Exercise requirements:
Among the entries below, which lines include the string "PartnerPayload"? Show each one.

Dataset entries:

┌──

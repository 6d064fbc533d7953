use async_trait::async_trait;
use serde::Serialize;
use tracing::{debug, info};

use super::domain::{DecisionUpdate, PartnerId, PartnerPayload, SectionStatusUpdate};
use crate::config::BackendConfig;

/// Which backend call a failure belongs to.
#[derive(Debug, Clone, Copy, PartialEq, Eq)]
pub enum GatewayOperation {
    LoadPartner,
    UpdateSectionStatus,
    UpdateDecision,
}

impl std::fmt::Display for GatewayOperation {
    fn fmt(&self, f: &mut std::fmt::Formatter<'_>) -> std::fmt::Result {
        let label = match self {
            GatewayOperation::LoadPartner => "load partner",
            GatewayOperation::UpdateSectionStatus => "update section status",
            GatewayOperation::UpdateDecision => "update decision",
        };
        f.write_str(label)
    }
}

/// Error enumeration for backend calls.
#[derive(Debug, thiserror::Error)]
pub enum GatewayError {
    #[error("{operation} timed out")]
    Timeout { operation: GatewayOperation },
    #[error("{operation} failed in transport: {source}")]
    Transport {
        operation: GatewayOperation,
        #[source]
        source: reqwest::Error,
    },
    #[error("{operation} returned {status}: {body}")]
    Status {
        operation: GatewayOperation,
        status: u16,
        body: String,
    },
    #[error("partner payload could not be decoded: {0}")]
    Decode(#[from] serde_json::Error),
    #[error("backend client could not be built: {0}")]
    Client(String),
}

impl GatewayError {
    pub fn is_timeout(&self) -> bool {
        matches!(self, GatewayError::Timeout { .. })
    }

    fn from_reqwest(operation: GatewayOperation, source: reqwest::Error) -> Self {
        if source.is_timeout() {
            GatewayError::Timeout { operation }
        } else {
            GatewayError::Transport { operation, source }
        }
    }
}

/// The partner backend as seen by the review form.
#[async_trait]
pub trait PartnerGateway: Send + Sync {
    async fn fetch_partner(&self, partner: &PartnerId) -> Result<PartnerPayload, GatewayError>;

    async fn update_section_status(
        &self,
        partner: &PartnerId,
        update: &SectionStatusUpdate,
    ) -> Result<(), GatewayError>;

    async fn update_decision(
        &self,
        partner: &PartnerId,
        update: &DecisionUpdate,
    ) -> Result<(), GatewayError>;
}

/// `reqwest` client for the partner REST API. Every request carries the
/// configured deadline.
pub struct HttpPartnerGateway {
    client: reqwest::Client,
    base_url: String,
}

impl HttpPartnerGateway {
    pub fn new(config: &BackendConfig) -> Result<Self, GatewayError> {
        let client = reqwest::Client::builder()
            .timeout(config.request_timeout)
            .build()
            .map_err(|err| GatewayError::Client(err.to_string()))?;

        Ok(Self {
            client,
            base_url: config.base_url.trim_end_matches('/').to_string(),
        })
    }

    pub fn base_url(&self) -> &str {
        &self.base_url
    }

    fn partner_url(&self, partner: &PartnerId, suffix: &str) -> String {
        format!("{}/partners/{}{}", self.base_url, partner, suffix)
    }

    async fn patch<B: Serialize + Sync>(
        &self,
        operation: GatewayOperation,
        url: String,
        body: &B,
    ) -> Result<(), GatewayError> {
        debug!(%url, %operation, "patching partner backend");
        let response = self
            .client
            .patch(&url)
            .json(body)
            .send()
            .await
            .map_err(|err| GatewayError::from_reqwest(operation, err))?;

        check_status(operation, response).await.map(|_| ())
    }
}

async fn check_status(
    operation: GatewayOperation,
    response: reqwest::Response,
) -> Result<reqwest::Response, GatewayError> {
    let status = response.status();
    if status.is_success() {
        return Ok(response);
    }

    let body = response.text().await.unwrap_or_default();
    Err(GatewayError::Status {
        operation,
        status: status.as_u16(),
        body,
    })
}

#[async_trait]
impl PartnerGateway for HttpPartnerGateway {
    async fn fetch_partner(&self, partner: &PartnerId) -> Result<PartnerPayload, GatewayError> {
        let operation = GatewayOperation::LoadPartner;
        let url = self.partner_url(partner, "");

        info!(%url, "loading partner application");
        let response = self
            .client
            .get(&url)
            .send()
            .await
            .map_err(|err| GatewayError::from_reqwest(operation, err))?;
        let response = check_status(operation, response).await?;

        let bytes = response
            .bytes()
            .await
            .map_err(|err| GatewayError::from_reqwest(operation, err))?;
        let payload: PartnerPayload = serde_json::from_slice(&bytes)?;
        info!(documents = payload.documents.len(), "partner application loaded");
        Ok(payload)
    }

    async fn update_section_status(
        &self,
        partner: &PartnerId,
        update: &SectionStatusUpdate,
    ) -> Result<(), GatewayError> {
        let url = self.partner_url(partner, "/section-status");
        self.patch(GatewayOperation::UpdateSectionStatus, url, update)
            .await
    }

    async fn update_decision(
        &self,
        partner: &PartnerId,
        update: &DecisionUpdate,
    ) -> Result<(), GatewayError> {
        let url = self.partner_url(partner, "/decision");
        self.patch(GatewayOperation::UpdateDecision, url, update)
            .await
    }
}

#[cfg(test)]
mod tests {
    use super::*;
    use std::time::Duration;

    #[test]
    fn partner_urls_follow_the_rest_contract() {
        let config = BackendConfig::new("http://localhost:5000/api/", Duration::from_secs(2))
            .expect("valid config");
        let gateway = HttpPartnerGateway::new(&config).expect("client builds");
        let partner = PartnerId::from(5);

        assert_eq!(gateway.base_url(), "http://localhost:5000/api");
        assert_eq!(
            gateway.partner_url(&partner, ""),
            "http://localhost:5000/api/partners/5"
        );
        assert_eq!(
            gateway.partner_url(&partner, "/section-status"),
            "http://localhost:5000/api/partners/5/section-status"
        );
    }

    #[test]
    fn status_errors_name_the_operation() {
        let err = GatewayError::Status {
            operation: GatewayOperation::UpdateDecision,
            status: 500,
            body: "boom".to_string(),
        };
        assert_eq!(err.to_string(), "update decision returned 500: boom");
        assert!(!err.is_timeout());
    }
}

└──

Exercise answer:
use super::domain::{DecisionUpdate, PartnerId, PartnerPayload, SectionStatusUpdate};
    async fn fetch_partner(&self, partner: &PartnerId) -> Result<PartnerPayload, GatewayError>;
    async fn fetch_partner(&self, partner: &PartnerId) -> Result<PartnerPayload, GatewayError> {
        let payload: PartnerPayload = serde_json::from_slice(&bytes)?;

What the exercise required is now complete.